By 1992, CorVision version 5 arrived with Query and support
for Unix. By 1993 Cortex supported 'vesting' to
Digital's new Alpha line. In 1994, International
Software Group purchased Cortex.
As early as 1987, Cortex recognized the growth in the
popularity of the PC, supporting diagrammatic editing of menus
and data relationships in CorVision. In 1993 a
client-server version was released, but not widely adopted. In 1997 Cortex beta
tested CorVision-10 which generated for PC's but CorVision
itself stayed anchored on VMS. CorVision-10 proved more
difficult than hoped, and was never released.
1994 saw the last innovative CorVision release: V5.11. The
extra-fee Y2K release, V5.12.2, marked the end of development.
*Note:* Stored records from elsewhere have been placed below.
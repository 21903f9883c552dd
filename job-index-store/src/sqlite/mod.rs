//! SQLite implementation of the relational store.

mod schema;
mod store;

pub use schema::bootstrap;
pub use store::{SqliteJobStore, StoreConfig};
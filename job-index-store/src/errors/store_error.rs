//! Store error types.
//!
//! This module defines the error types that can occur during relational
//! store operations.

use thiserror::Error;

/// Errors that can occur during relational store operations.
#[derive(Error, Debug)]
pub enum StoreError {
    /// The database rejected or failed a statement.
    #[error("Database error: {0}")]
    DatabaseError(#[from] sqlx::Error),

    /// No job exists with the given id.
    #[error("Job {0} not found")]
    NotFound(i64),

    /// A unique constraint rejected the write.
    #[error("Conflict: {0}")]
    Conflict(String),

    /// The caller passed data the store cannot accept.
    #[error("Invalid input: {0}")]
    InvalidInput(String),

    /// A stored row could not be turned back into a domain value.
    #[error("Decode error: {0}")]
    DecodeError(String),
}

impl StoreError {
    /// Create a not found error.
    pub fn not_found(id: i64) -> Self {
        Self::NotFound(id)
    }

    /// Create a conflict error.
    pub fn conflict(msg: impl Into<String>) -> Self {
        Self::Conflict(msg.into())
    }

    /// Create an invalid input error.
    pub fn invalid_input(msg: impl Into<String>) -> Self {
        Self::InvalidInput(msg.into())
    }

    /// Create a decode error.
    pub fn decode(msg: impl Into<String>) -> Self {
        Self::DecodeError(msg.into())
    }

    /// Classify a sqlx error, turning unique violations into [`StoreError::Conflict`].
    pub fn from_write(err: sqlx::Error, what: &str) -> Self {
        match &err {
            sqlx::Error::Database(db) if db.is_unique_violation() => {
                Self::conflict(format!("{} already exists", what))
            }
            sqlx::Error::Database(db) if db.is_foreign_key_violation() => {
                Self::invalid_input(format!("{} references a missing row", what))
            }
            _ => Self::DatabaseError(err),
        }
    }
}

#[cfg(test)]
mod tests {
    use super::*;

    #[test]
    fn test_error_messages() {
        assert_eq!(StoreError::not_found(7).to_string(), "Job 7 not found");
        assert_eq!(
            StoreError::conflict("job (Engineer, Acme) already exists").to_string(),
            "Conflict: job (Engineer, Acme) already exists"
        );
    }

    #[test]
    fn test_from_write_passes_through_other_errors() {
        let err = StoreError::from_write(sqlx::Error::RowNotFound, "job");
        assert!(matches!(err, StoreError::DatabaseError(sqlx::Error::RowNotFound)));
    }
}
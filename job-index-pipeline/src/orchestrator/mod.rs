//! Orchestrator module for the job index pipeline.
//!
//! Coordinates the reader, linker, commit engine and index loader for a
//! full ingestion run.

use std::path::Path;
use std::sync::Arc;

use chrono::{DateTime, Utc};
use tokio_util::sync::CancellationToken;
use tracing::{info, instrument};

use crate::commit::{BatchCommitter, CommitConfig, CommitReport};
use crate::errors::PipelineError;
use crate::linker::{EntityLinker, LinkedEntities};
use crate::loader::{IndexLoader, LoadReport, LoaderConfig};
use crate::reader::{ReaderConfig, RowReader};
use job_index_repository::JobIndexClient;
use job_index_store::{JobStore, StoreCounts};

/// Configuration for the orchestrator.
#[derive(Debug, Clone, Default)]
pub struct OrchestratorConfig {
    pub reader: ReaderConfig,
    pub commit: CommitConfig,
    pub loader: LoaderConfig,
}

impl OrchestratorConfig {
    /// Use the same batch size for store commits and index chunks.
    pub fn with_batch_size(mut self, batch_size: usize) -> Self {
        self.commit.batch_size = batch_size;
        self.loader.batch_size = batch_size;
        self
    }
}

/// Rows read from the source, already linked.
#[derive(Debug, Clone, Default)]
pub struct ReadOutcome {
    pub linked: LinkedEntities,
    /// Rows dropped under the skip policy.
    pub skipped: usize,
}

/// Summary of one ingestion run.
#[derive(Debug, Clone)]
pub struct IngestionReport {
    pub started_at: DateTime<Utc>,
    pub finished_at: DateTime<Utc>,
    /// Rows accepted by the reader.
    pub rows_read: usize,
    pub rows_skipped: usize,
    pub duplicate_rows: usize,
    pub commit: CommitReport,
    pub load: LoadReport,
    /// Table sizes after the run.
    pub counts: StoreCounts,
}

impl IngestionReport {
    pub fn elapsed(&self) -> chrono::Duration {
        self.finished_at - self.started_at
    }
}

/// Read and link a CSV file, applying the configured row policy.
///
/// Under the abort policy the first bad row ends the read, so nothing has
/// been written anywhere yet.
pub fn read_linked(path: &Path, config: &ReaderConfig) -> Result<ReadOutcome, PipelineError> {
    let mut linker = EntityLinker::new();
    let mut skipped = 0;

    for result in RowReader::from_path(path, config)? {
        match result {
            Ok(row) => linker.push(row),
            Err(e) => {
                config.policy.handle(e)?;
                skipped += 1;
            }
        }
    }

    Ok(ReadOutcome {
        linked: linker.finish(),
        skipped,
    })
}

/// Orchestrator that runs ingestion end to end.
///
/// The run is sequential: read and link, commit skills, jobs and edges,
/// then rebuild the index from the store.
pub struct Orchestrator {
    store: Arc<dyn JobStore>,
    committer: BatchCommitter,
    loader: IndexLoader,
    reader_config: ReaderConfig,
}

impl Orchestrator {
    /// Create a new orchestrator with default configuration.
    pub fn new(store: Arc<dyn JobStore>, index: Arc<JobIndexClient>) -> Self {
        Self::with_config(store, index, OrchestratorConfig::default())
    }

    /// Create a new orchestrator with custom configuration.
    pub fn with_config(
        store: Arc<dyn JobStore>,
        index: Arc<JobIndexClient>,
        config: OrchestratorConfig,
    ) -> Self {
        Self {
            committer: BatchCommitter::with_config(store.clone(), config.commit),
            loader: IndexLoader::with_config(store.clone(), index, config.loader),
            reader_config: config.reader,
            store,
        }
    }

    /// Share `cancel` with the commit engine and the loader. Once it fires,
    /// the run stops at the next batch or chunk boundary with
    /// [`PipelineError::Interrupted`].
    pub fn with_cancellation(mut self, cancel: CancellationToken) -> Self {
        self.committer = self.committer.with_cancellation(cancel.clone());
        self.loader = self.loader.with_cancellation(cancel);
        self
    }

    /// Ingest a CSV file into the store and the index.
    #[instrument(skip(self, path), fields(path = %path.display()))]
    pub async fn ingest(&self, path: &Path) -> Result<IngestionReport, PipelineError> {
        let started_at = Utc::now();
        info!("Starting ingestion");

        let read = self.read(path).await?;
        info!(
            rows = read.linked.rows,
            skipped = read.skipped,
            skills = read.linked.skills.len(),
            jobs = read.linked.jobs.len(),
            "Source read"
        );

        let commit = self.committer.commit(&read.linked).await?;
        let load = self.loader.rebuild().await?;
        let counts = self.store.counts().await?;

        let report = IngestionReport {
            started_at,
            finished_at: Utc::now(),
            rows_read: read.linked.rows,
            rows_skipped: read.skipped,
            duplicate_rows: read.linked.duplicate_rows,
            commit,
            load,
            counts,
        };

        info!(
            elapsed_ms = report.elapsed().num_milliseconds(),
            skills = counts.skills,
            jobs = counts.jobs,
            job_skills = counts.job_skills,
            "Ingestion complete"
        );
        Ok(report)
    }

    /// Rebuild the index from the store without reading any input.
    pub async fn reindex(&self) -> Result<LoadReport, PipelineError> {
        self.loader.rebuild().await
    }

    /// Read off the async runtime; CSV parsing is blocking file I/O.
    async fn read(&self, path: &Path) -> Result<ReadOutcome, PipelineError> {
        let path = path.to_path_buf();
        let config = self.reader_config.clone();

        tokio::task::spawn_blocking(move || read_linked(&path, &config))
            .await
            .map_err(|e| PipelineError::Io(std::io::Error::other(e)))?
    }
}
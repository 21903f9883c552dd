//! # Job Index Shared
//!
//! Domain types shared by the job index crates: the relational entities
//! (skills, jobs and the edges between them), the denormalized search
//! document, and the logical search request/response pair.

mod document;
mod industry;
mod job;
mod query;

pub use document::{JobDocument, SkillRef};
pub use industry::{Industry, ParseIndustryError};
pub use job::{Job, JobKey, JobSkillEdge, JobWithSkills, NewJob, Skill};
pub use query::{JobPage, JobSearchRequest, SortOrder, DEFAULT_PAGE_SIZE};
//! OpenSearch index configuration and mappings.
//!
//! This module defines the index settings and mappings for the job search index.

use serde_json::{json, Value};

/// The default name of the search index.
pub const DEFAULT_INDEX_NAME: &str = "jobs";

/// Identifies the index a client writes to and reads from.
#[derive(Debug, Clone, PartialEq, Eq)]
pub struct IndexConfig {
    /// Index name.
    pub name: String,
}

impl IndexConfig {
    pub fn new(name: impl Into<String>) -> Self {
        Self { name: name.into() }
    }
}

impl Default for IndexConfig {
    fn default() -> Self {
        Self::new(DEFAULT_INDEX_NAME)
    }
}

/// Get the index settings and mappings for the job search index.
///
/// The configuration includes:
/// - **Text fields**: `title`, `company`, `location` for relevance matching
/// - **Keyword fields**: `experienceLevel` and `industry` for exact filtering;
///   `industry` also carries a `text` sub-field so free-text queries match it
/// - **Numeric fields**: `id` and `salary` as `long`, matching the 64-bit
///   values the relational store holds
/// - **Nested skills**: `{skillId, name}` with a `raw` keyword on the name
pub fn get_index_settings() -> Value {
    json!({
        "settings": {
            "number_of_shards": 1,
            "number_of_replicas": 1
        },
        "mappings": {
            "properties": {
                "id": {
                    "type": "long"
                },
                "title": {
                    "type": "text"
                },
                "company": {
                    "type": "text"
                },
                "location": {
                    "type": "text"
                },
                "experienceLevel": {
                    "type": "keyword"
                },
                "salary": {
                    "type": "long"
                },
                "industry": {
                    "type": "keyword",
                    "fields": {
                        "text": {
                            "type": "text"
                        }
                    }
                },
                "skills": {
                    "type": "nested",
                    "properties": {
                        "skillId": {
                            "type": "long"
                        },
                        "name": {
                            "type": "text",
                            "fields": {
                                "raw": {
                                    "type": "keyword"
                                }
                            }
                        }
                    }
                }
            }
        }
    })
}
In 2002 Order Processing Technologies offers
its CV2VB service, porting CorVision applications to Visual
Basic. In 2003, Order Processing Technologies offers CV2VB
service, porting CorVision applications VB.NET, and the CV2VB
CorVision replacement tool set.
Order Processing Technologies is not affiliated with Attunity Inc., the owner
of CorVision.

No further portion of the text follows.